Try it: Each record below must be retyped exactly, with nothing left out.

Source data:
= = = =
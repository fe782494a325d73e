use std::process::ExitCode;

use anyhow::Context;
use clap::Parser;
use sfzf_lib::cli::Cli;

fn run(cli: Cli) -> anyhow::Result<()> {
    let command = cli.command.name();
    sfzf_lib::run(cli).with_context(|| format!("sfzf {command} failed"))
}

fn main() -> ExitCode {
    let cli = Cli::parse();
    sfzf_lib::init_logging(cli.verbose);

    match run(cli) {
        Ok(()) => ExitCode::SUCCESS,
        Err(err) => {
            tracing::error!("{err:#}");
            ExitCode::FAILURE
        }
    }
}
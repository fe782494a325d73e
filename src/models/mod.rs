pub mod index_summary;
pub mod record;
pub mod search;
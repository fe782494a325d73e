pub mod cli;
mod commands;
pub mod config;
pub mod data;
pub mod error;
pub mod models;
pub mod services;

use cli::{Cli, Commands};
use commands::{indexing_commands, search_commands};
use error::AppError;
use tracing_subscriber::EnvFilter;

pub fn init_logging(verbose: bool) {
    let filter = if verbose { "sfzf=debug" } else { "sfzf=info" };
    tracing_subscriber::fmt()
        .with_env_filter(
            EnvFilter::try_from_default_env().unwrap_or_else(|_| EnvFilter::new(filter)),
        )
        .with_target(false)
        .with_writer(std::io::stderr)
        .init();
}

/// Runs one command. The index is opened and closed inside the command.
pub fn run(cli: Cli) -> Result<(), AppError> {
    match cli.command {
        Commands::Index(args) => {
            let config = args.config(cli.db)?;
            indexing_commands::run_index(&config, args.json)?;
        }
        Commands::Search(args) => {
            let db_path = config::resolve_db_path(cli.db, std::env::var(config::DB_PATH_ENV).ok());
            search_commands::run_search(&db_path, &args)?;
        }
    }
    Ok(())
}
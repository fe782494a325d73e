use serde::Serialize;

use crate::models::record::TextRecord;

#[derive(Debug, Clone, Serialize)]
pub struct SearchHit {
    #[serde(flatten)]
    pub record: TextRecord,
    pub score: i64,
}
= = = =
Answer to this problem:
repository fe782494a325d73e
use std::process::ExitCode;

use anyhow::Context;
use clap::Parser;
use sfzf_lib::cli::Cli;

fn run(cli: Cli) -> anyhow::Result<()> {
    let command = cli.command.name();
    sfzf_lib::run(cli).with_context(|| format!("sfzf {command} failed"))
}

fn main() -> ExitCode {
    let cli = Cli::parse();
    sfzf_lib::init_logging(cli.verbose);

    match run(cli) {
        Ok(()) => ExitCode::SUCCESS,
        Err(err) => {
            tracing::error!("{err:#}");
            ExitCode::FAILURE
        }
    }
}
repository fe782494a325d73e
filename src/models/mod.rs
pub mod index_summary;
pub mod record;
pub mod search;
repository fe782494a325d73e
pub mod cli;
mod commands;
pub mod config;
pub mod data;
pub mod error;
pub mod models;
pub mod services;

use cli::{Cli, Commands};
use commands::{indexing_commands, search_commands};
use error::AppError;
use tracing_subscriber::EnvFilter;

pub fn init_logging(verbose: bool) {
    let filter = if verbose { "sfzf=debug" } else { "sfzf=info" };
    tracing_subscriber::fmt()
        .with_env_filter(
            EnvFilter::try_from_default_env().unwrap_or_else(|_| EnvFilter::new(filter)),
        )
        .with_target(false)
        .with_writer(std::io::stderr)
        .init();
}

/// Runs one command. The index is opened and closed inside the command.
pub fn run(cli: Cli) -> Result<(), AppError> {
    match cli.command {
        Commands::Index(args) => {
            let config = args.config(cli.db)?;
            indexing_commands::run_index(&config, args.json)?;
        }
        Commands::Search(args) => {
            let db_path = config::resolve_db_path(cli.db, std::env::var(config::DB_PATH_ENV).ok());
            search_commands::run_search(&db_path, &args)?;
        }
    }
    Ok(())
}
repository fe782494a325d73e
use serde::Serialize;

use crate::models::record::TextRecord;

#[derive(Debug, Clone, Serialize)]
pub struct SearchHit {
    #[serde(flatten)]
    pub record: TextRecord,
    pub score: i64,
}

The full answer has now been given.